• WHAT YOU HAVE TO DO: In the records below, find the line holding "Some(&policy), Decimal::new(600, 0)).unwrap_err();" and the line holding "the floor, allowed". Set down both, with every line between them, exactly.

• AVAILABLE DATA:

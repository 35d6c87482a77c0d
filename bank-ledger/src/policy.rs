//! Withdrawal eligibility rules per account-type category
//!
//! The rules mirror the account-type contract:
//!
//! - savings accounts may never dip below their minimum balance
//! - current accounts may go negative up to their overdraft limit
//! - every withdrawal additionally passes a plain sufficient-funds check,
//!   relaxed only where a current account's overdraft covers the amount
//!
//! Accounts with no assigned policy get the plain sufficient-funds check
//! and nothing else; the richer default policy is substituted only for
//! summary reads, never for withdrawal evaluation.

use crate::{
    error::{Error, Result},
    types::{Account, AccountPolicy, Category, PolicySummary},
};
use rust_decimal::Decimal;

/// Check whether `amount` may be withdrawn from `account` under `policy`.
///
/// Returns `Ok(())` when allowed; otherwise [`Error::AccountFrozen`] or a
/// [`Error::PolicyViolation`] carrying the user-facing reason. Pure check,
/// no mutation.
pub fn evaluate_withdrawal(
    account: &Account,
    policy: Option<&AccountPolicy>,
    amount: Decimal,
) -> Result<()> {
    if account.is_frozen {
        return Err(Error::AccountFrozen);
    }

    let balance = account.balance;

    let policy = match policy {
        Some(policy) => policy,
        None => {
            if balance >= amount {
                return Ok(());
            }
            return Err(Error::PolicyViolation("Insufficient balance".to_string()));
        }
    };

    match policy.category {
        Category::Savings { minimum_balance } => {
            if balance - amount < minimum_balance {
                return Err(Error::PolicyViolation(format!(
                    "Cannot withdraw below minimum balance of {minimum_balance}"
                )));
            }
        }
        Category::Current { overdraft_limit } => {
            if balance - amount < -overdraft_limit {
                return Err(Error::PolicyViolation(format!(
                    "Overdraft limit of {overdraft_limit} exceeded"
                )));
            }
        }
        Category::Fixed | Category::Recurring => {}
    }

    // Secondary sufficient-funds check. For current accounts this overlaps
    // the overdraft rule above; both must hold.
    let overdraft_covers = matches!(policy.category, Category::Current { .. })
        && balance + policy.category.overdraft_limit() >= amount;
    if amount > balance && !overdraft_covers {
        return Err(Error::PolicyViolation("Insufficient balance".to_string()));
    }

    Ok(())
}

/// Balance usable as the withdrawal ceiling: the plain balance, plus the
/// overdraft allowance for current accounts.
pub fn available_balance(account: &Account, policy: Option<&AccountPolicy>) -> Decimal {
    match policy.map(|p| &p.category) {
        Some(Category::Current { overdraft_limit }) => account.balance + overdraft_limit,
        _ => account.balance,
    }
}

/// Summarize the policy governing an account, substituting the system
/// default when none is assigned.
pub fn policy_summary(policy: Option<&AccountPolicy>) -> PolicySummary {
    let default;
    let policy = match policy {
        Some(policy) => policy,
        None => {
            default = AccountPolicy::default_policy();
            &default
        }
    };

    PolicySummary {
        name: policy.name.clone(),
        category: policy.category.label().to_string(),
        minimum_balance: policy.category.minimum_balance(),
        interest_rate: policy.interest_rate,
        overdraft_limit: policy.category.overdraft_limit(),
    }
}

#[cfg(test)]
mod tests {
    use super::*;
    use chrono::Utc;
    use uuid::Uuid;

    fn test_account(balance: Decimal, policy_id: Option<Uuid>) -> Account {
        Account {
            id: Uuid::new_v4(),
            account_number: crate::types::AccountNumber::new("NTB2508301230454821"),
            routing_code: crate::types::RoutingCode::new("NTB4XQZ7"),
            balance,
            policy_id,
            is_active: true,
            is_frozen: false,
            opened_at: Utc::now(),
            updated_at: Utc::now(),
        }
    }

    fn savings_policy(minimum_balance: Decimal) -> AccountPolicy {
        AccountPolicy {
            id: Uuid::new_v4(),
            name: "Standard Savings".to_string(),
            category: Category::Savings { minimum_balance },
            interest_rate: Decimal::new(35, 1),
            is_active: true,
            created_at: Utc::now(),
        }
    }

    fn current_policy(overdraft_limit: Decimal) -> AccountPolicy {
        AccountPolicy {
            id: Uuid::new_v4(),
            name: "Business Current".to_string(),
            category: Category::Current { overdraft_limit },
            interest_rate: Decimal::ZERO,
            is_active: true,
            created_at: Utc::now(),
        }
    }

    #[test]
    fn test_frozen_account_rejected() {
        let mut account = test_account(Decimal::new(5000, 0), None);
        account.is_frozen = true;

        let result = evaluate_withdrawal(&account, None, Decimal::new(100, 0));
        assert!(matches!(result, Err(Error::AccountFrozen)));
    }

    #[test]
    fn test_no_policy_sufficient_funds_only() {
        let account = test_account(Decimal::new(500, 0), None);

        assert!(evaluate_withdrawal(&account, None, Decimal::new(500, 0)).is_ok());
        assert!(matches!(
            evaluate_withdrawal(&account, None, Decimal::new(501, 0)),
            Err(Error::PolicyViolation(_))
        ));
    }

    #[test]
    fn test_savings_minimum_balance_floor() {
        let policy = savings_policy(Decimal::new(1000, 0));
        let account = test_account(Decimal::new(1500, 0), Some(policy.id));

        // 1500 - 600 = 900 < 1000: refused with the floor in the reason
        let err = evaluate_withdrawal(&account, Some(&policy), Decimal::new(600, 0)).unwrap_err();
        match err {
            Error::PolicyViolation(reason) => assert!(reason.contains("1000")),
            other => panic!("unexpected error: {other}"),
        }

        // 1500 - 500 = 1000: exactly at the floor, allowed
        assert!(evaluate_withdrawal(&account, Some(&policy), Decimal::new(500, 0)).is_ok());
    }

    #[test]
    fn test_current_overdraft_boundary() {
        let policy = current_policy(Decimal::new(25000, 0));
        let account = test_account(Decimal::ZERO, Some(policy.id));

        // Exactly at the limit: allowed
        assert!(evaluate_withdrawal(&account, Some(&policy), Decimal::new(25000, 0)).is_ok());

        // One paisa over: refused with the limit in the reason
        let err =
            evaluate_withdrawal(&account, Some(&policy), Decimal::new(2500001, 2)).unwrap_err();
        match err {
            Error::PolicyViolation(reason) => assert!(reason.contains("25000")),
            other => panic!("unexpected error: {other}"),
        }
    }

    #[test]
    fn test_fixed_category_sufficient_funds() {
        let policy = AccountPolicy {
            category: Category::Fixed,
            ..savings_policy(Decimal::ZERO)
        };
        let account = test_account(Decimal::new(2000, 0), Some(policy.id));

        assert!(evaluate_withdrawal(&account, Some(&policy), Decimal::new(2000, 0)).is_ok());
        assert!(matches!(
            evaluate_withdrawal(&account, Some(&policy), Decimal::new(2001, 0)),
            Err(Error::PolicyViolation(_))
        ));
    }

    #[test]
    fn test_available_balance() {
        let policy = current_policy(Decimal::new(25000, 0));
        let account = test_account(Decimal::new(100, 0), Some(policy.id));
        assert_eq!(
            available_balance(&account, Some(&policy)),
            Decimal::new(25100, 0)
        );

        let savings = savings_policy(Decimal::new(1000, 0));
        assert_eq!(
            available_balance(&account, Some(&savings)),
            Decimal::new(100, 0)
        );
        assert_eq!(available_balance(&account, None), Decimal::new(100, 0));
    }

    #[test]
    fn test_summary_falls_back_to_default() {
        let summary = policy_summary(None);
        assert_eq!(summary.category, "savings");
        assert_eq!(summary.minimum_balance, Decimal::new(1000, 0));
        assert_eq!(summary.interest_rate, Decimal::new(35, 1));
        assert_eq!(summary.overdraft_limit, Decimal::ZERO);

        let policy = current_policy(Decimal::new(5000, 0));
        let summary = policy_summary(Some(&policy));
        assert_eq!(summary.name, "Business Current");
        assert_eq!(summary.overdraft_limit, Decimal::new(5000, 0));
    }
}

• EXPECTED OUTPUT:
        let err = evaluate_withdrawal(&account, Some(&policy), Decimal::new(600, 0)).unwrap_err();
        match err {
            Error::PolicyViolation(reason) => assert!(reason.contains("1000")),
            other => panic!("unexpected error: {other}"),
        }

        // 1500 - 500 = 1000: exactly at the floor, allowed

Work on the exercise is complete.